【C大阪vs大宮プレビュー】リーグ前回対戦はC大阪が3−0で完勝…大宮はリーグ3戦連続で勝ち点を獲得

写真拡大

■セレッソ大阪 天皇杯準々決勝で大宮を2−0で下したばかり

【プラス材料】
 ルヴァン杯準決勝の第2戦でG大阪に劇的勝利を収めた勢いを継続し、リーグでは難敵の鳥栖と甲府を撃破。しかも、前半戦でチームの特色となっていた堅守がよみがえり、前節の甲府戦でリーグ16試合ぶりの無失点も記録した。

 攻撃面も、チームトップスコアラーの杉本健勇が、この2試合で3得点と好調。19得点で得点王争いに絡む日本代表ストライカーと、柿谷曜一朗、水沼宏太、清武弘嗣のユニットも、連動性が高まり、相手の脅威となっている。

 25日の天皇杯では、主にカップ戦で出番を得ている選手たちの奮闘もあり、大宮を2−0で破って6シーズンぶりのベスト4入り達成。天皇杯では、けがで戦列を離れていた山村和也も復帰を果たしている。今節の大宮戦は4日前の天皇杯の再戦となるが、この雰囲気の良さをつなげて、リーグ戦3連勝を狙う。

【マイナス材料】
 10月に入って、前半戦の好調さが戻ってきていることもあり、チームとして穴は少ないように見える。だが、この終盤戦にきて、気になるのは累積警告。ソウザが7枚目で次に警告を受ければ2試合の出場停止となり、3枚目となっている杉本健勇、木本恭生といったキーマンも、出場停止にリーチがかかっている状態だ。

 大宮という相手に対しては、今季のリーグ対戦ではアウェイで3−0と勝っているものの、2011年以降のホームでの対戦では、1分け3敗と苦戦。鳥栖、甲府と同じく、これまで苦手にしてきたチームの1つだ。

 天皇杯からは、双方がらりとメンバーが入れ替わり、さらに、大宮はJ1残留争いの渦中。前回のリーグ戦での対戦とは、指揮官も含めて、ほとんど別のチームとの対戦ということもあって、厳しい戦いも予想される。

文:totoONE編集部

■大宮アルディージャ DFの菊地光将と河本裕之を上げるパワープレーも

【プラス材料】
 リーグ前節の柏戦は1−1。後半アディショナルタイムにマテウスがFKを決めての劇的ドローだった。苦しみながらも3戦連続で勝ち点を獲得した選手たちは「今日の引き分けを次につなげたい」と気持ちを引き締めていた。

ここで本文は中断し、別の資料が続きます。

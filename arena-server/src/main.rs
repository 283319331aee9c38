mod abuse;
mod config;
mod friends;
mod geom;
mod identity;
mod input;
mod lobby;
mod map;
mod party;
mod reconnect;
mod results;
mod rewards;
mod room;
mod session;
mod sim;
mod socket;
mod state;
mod sync;
mod telemetry;
mod transport;
mod util;

use std::net::SocketAddr;
use std::sync::Arc;
use std::time::Duration;

use axum::Router;
use axum::extract::State;
use axum::routing::get;
use protocol::ServerEvent;
use tokio::sync::watch;
use tracing_subscriber::{layer::SubscriberExt, util::SubscriberInitExt};

use crate::abuse::{AuditLog, AuditRecord, AuditStream, run_audit_writer};
use crate::config::ServerConfig;
use crate::identity::{IdentityStore, InMemoryIdentityStore};
use crate::state::AppState;
use crate::telemetry::Telemetry;
use crate::util::now_ms;

/// Cadence of the keep-alive broadcast to every live connection.
const HEARTBEAT_INTERVAL: Duration = Duration::from_secs(5);
/// Cadence of the dead-connection sweep and store pruning.
const WATCHDOG_INTERVAL: Duration = Duration::from_secs(30);

#[tokio::main]
/// Activates tracing, builds the shared state, spawns the tick driver plus
/// heartbeat and watchdog tasks, then serves the WebSocket and telemetry
/// routes until a shutdown signal arrives. The audit writer is drained last.
async fn main() {
    tracing_subscriber::registry()
        .with(
            tracing_subscriber::EnvFilter::try_from_default_env()
                .unwrap_or_else(|_| format!("{}=info", env!("CARGO_CRATE_NAME")).into()),
        )
        .with(
            tracing_subscriber::fmt::layer()
                .with_file(true)
                .with_line_number(true)
                .with_target(true)
                .with_thread_ids(true)
                .with_thread_names(true),
        )
        .init();

    let config = ServerConfig::from_env();
    let port = config.port;
    let (audit, audit_rx) = AuditLog::new();
    let audit_task = tokio::spawn(run_audit_writer(audit_rx, config.data_dir.clone()));
    let identity: Arc<dyn IdentityStore> = Arc::new(InMemoryIdentityStore::default());
    let app = Arc::new(AppState::new(config, identity, audit));

    let (shutdown_tx, shutdown_rx) = watch::channel(false);
    tokio::spawn(tick_driver(app.clone(), shutdown_rx.clone()));
    tokio::spawn(heartbeat_driver(app.clone(), shutdown_rx.clone()));
    tokio::spawn(watchdog(app.clone(), shutdown_rx));

    let router = Router::new()
        .route("/ws", get(socket::websocket_handler))
        .route("/telemetry", get(telemetry_handler))
        .with_state(app.clone());

    let listener = tokio::net::TcpListener::bind(("0.0.0.0", port))
        .await
        .unwrap();
    tracing::info!(port, "Server listening");

    axum::serve(
        listener,
        router.into_make_service_with_connect_info::<SocketAddr>(),
    )
    .with_graceful_shutdown(shutdown_signal())
    .await
    .unwrap();

    // Stop the background tasks, release the audit sender, drain the log.
    let _ = shutdown_tx.send(true);
    drop(app);
    if tokio::time::timeout(Duration::from_secs(5), audit_task).await.is_err() {
        tracing::warn!("Audit writer did not drain in time");
    }
    tracing::info!("Shutdown complete");
}

/// Resolves on SIGINT or, on unix, SIGTERM — orchestrators send the latter,
/// and the audit drain must run for both.
async fn shutdown_signal() {
    let ctrl_c = async {
        if let Err(err) = tokio::signal::ctrl_c().await {
            tracing::error!(?err, "Cannot listen for SIGINT");
        }
    };

    #[cfg(unix)]
    let terminate = async {
        match tokio::signal::unix::signal(tokio::signal::unix::SignalKind::terminate()) {
            Ok(mut signal) => {
                signal.recv().await;
            }
            Err(err) => {
                tracing::error!(?err, "Cannot listen for SIGTERM");
                std::future::pending::<()>().await;
            }
        }
    };
    #[cfg(not(unix))]
    let terminate = std::future::pending::<()>();

    tokio::select! {
        _ = ctrl_c => {}
        _ = terminate => {}
    }
}

/// Renders the suspicion counters as plain text, in the spirit of a status
/// page rather than a metrics endpoint.
async fn telemetry_handler(State(app): State<Arc<AppState>>) -> String {
    let rooms = app.rooms.lock().await;
    let mut page = app.telemetry.render(&rooms, app.transport.count());
    page.push_str(&format!("pending results: {}\n", app.results.len()));
    page.push_str(&format!("buffered strike records: {}\n", app.audit.recent().len()));
    page
}

/// The single global tick loop: every room, every tick.
async fn tick_driver(app: Arc<AppState>, mut shutdown: watch::Receiver<bool>) {
    let interval_ms = app.config.tick_interval_ms();
    let dt_secs = interval_ms as f64 / 1_000.0;
    let mut interval = tokio::time::interval(Duration::from_millis(interval_ms));
    interval.set_missed_tick_behavior(tokio::time::MissedTickBehavior::Skip);
    loop {
        tokio::select! {
            _ = interval.tick() => {}
            _ = shutdown.changed() => break,
        }
        run_tick(&app, now_ms(), dt_secs).await;
    }
    tracing::info!("Tick driver stopped");
}

/// One pass over all rooms, then the match-end bookkeeping outside the lock.
async fn run_tick(app: &AppState, now: u64, dt_secs: f64) {
    let mut ended = Vec::new();
    {
        let mut rooms = app.rooms.lock().await;
        let mut out = Vec::new();
        for room in rooms.iter_mut() {
            let end = sim::step_room(room, &app.maps, &app.config, now, dt_secs, &mut out);
            let conns = sim::room_conns(room);
            for event in out.drain(..) {
                app.transport.broadcast(conns.iter().copied(), &event);
            }
            if let Some(end) = end {
                ended.push(end);
            }
        }
        // Membership invariant: an emptied room does not survive the tick.
        for code in rooms.empty_room_codes() {
            rooms.remove(&code);
            let cancelled = app.invites.invalidate_room(&code);
            party::notify_invites_expired(app, &cancelled);
            tracing::info!(room = %code, "Empty room removed");
        }
    }
    for end in ended {
        handle_match_end(app, end, now);
    }
}

/// Persists results, restores reward flags and archives the room snapshot.
fn handle_match_end(app: &AppState, end: sim::MatchEnd, now: u64) {
    app.results
        .store_match(&end.room_code, &end.participants, end.results.clone(), end.ended_at_ms);
    for pid in &end.reward_restores {
        let flag = app.rewards.set_pending(pid, true, now);
        app.transport.send_to_pid(
            pid,
            &ServerEvent::AdsStateEvent(protocol::events::AdsState {
                instant_respawn_pending: flag.instant_respawn_pending,
                updated_at: flag.updated_at_ms,
            }),
        );
    }
    app.audit.append(AuditRecord {
        ts: now,
        stream: AuditStream::RoomSnapshots,
        reason: "match_end".into(),
        room: Some(end.room_code.clone()),
        conn_id: None,
        player_id: None,
        name: None,
        details: serde_json::json!({
            "results": end.results,
            "suspicionEvents": end.suspicion_total,
        }),
    });
    Telemetry::bump(&app.telemetry.matches_finished_total);
    tracing::info!(room = %end.room_code, "Match finished");
}

/// Keeps NAT bindings warm and lets clients estimate drift.
async fn heartbeat_driver(app: Arc<AppState>, mut shutdown: watch::Receiver<bool>) {
    let mut interval = tokio::time::interval(HEARTBEAT_INTERVAL);
    loop {
        tokio::select! {
            _ = interval.tick() => {}
            _ = shutdown.changed() => break,
        }
        app.transport
            .broadcast(app.transport.all_conn_ids(), &ServerEvent::Heartbeat { t: now_ms() });
    }
}

/// Runs over all connections and side tables and cleans up what died quietly.
/// This is a fallback; things should be handled by the disconnect path
/// otherwise.
async fn watchdog(app: Arc<AppState>, mut shutdown: watch::Receiver<bool>) {
    let mut interval = tokio::time::interval(WATCHDOG_INTERVAL);
    loop {
        tokio::select! {
            _ = interval.tick() => {}
            _ = shutdown.changed() => break,
        }
        let now = now_ms();
        for (conn_id, meta) in app.transport.sweep_closed() {
            tracing::info!(conn_id, "Removing dead connection");
            if let Some(room_code) = meta.room_code {
                lobby::handle_disconnect(&app, &room_code, conn_id).await;
            }
        }
        let expired = app.invites.prune_expired(now);
        party::notify_invites_expired(&app, &expired);
        app.reconnect.prune(now);
        app.results.prune(now);
        app.sessions.prune(now);
        app.ip_limits.prune(600_000, now);
        app.pid_limits.prune(600_000, now);
    }
}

 DFの菊地光将も河本裕之も「あくまでオプションの1つ」と言い切るが、柏戦の同点劇は2人を前線に上げたパワープレーが実った。苦肉の策ではあるが、両選手の高さが相手の最終ラインを崩し、「攻守のバランスを意識した」と奥井諒が話す守備陣もカウンターに対応して追加点を許さなかった。

 柏戦では、左ハムストリングス肉離れで戦列を離れていた瀬川祐輔が9試合ぶりに出場。スペースを突く思い切ったランニングで流れを呼び込んだ。11試合ぶりに先発した長谷川アーリアジャスールも前線でしっかりとボールを収め、攻撃のリズムを作った。

【マイナス材料】
 25日のC大阪との天皇杯準々決勝は、0−2の完敗だった。リーグ戦から先発11人全員を入れ替えたメンバー構成だったとはいえ、大前元紀、マルセロ・トスカーノもノーゴール。得点源と期待される両選手だが、大前は7月8日の札幌戦以来、マルセロは7月29日の神戸戦以来ゴールがない。

 リーグ前節の柏戦の失点はキム・ボギョンにサイドを崩されて、中央で待ち構えていたハモン・ロペスにヘディングで押し込まれた。C大阪との天皇杯で福満隆貴と澤上竜二に喫したゴールも、同じようにクロスを許し、高さで勝てずに奪われた。伊藤彰監督も課題に挙げる球際での寄せの甘さが解消されていない。

 今季ここまでアウェイでは14試合を戦い、2勝3分9敗と大きく負け越している。敵地で獲得した勝ち点9は、札幌の勝ち点6に次いでリーグで2番目に少ない。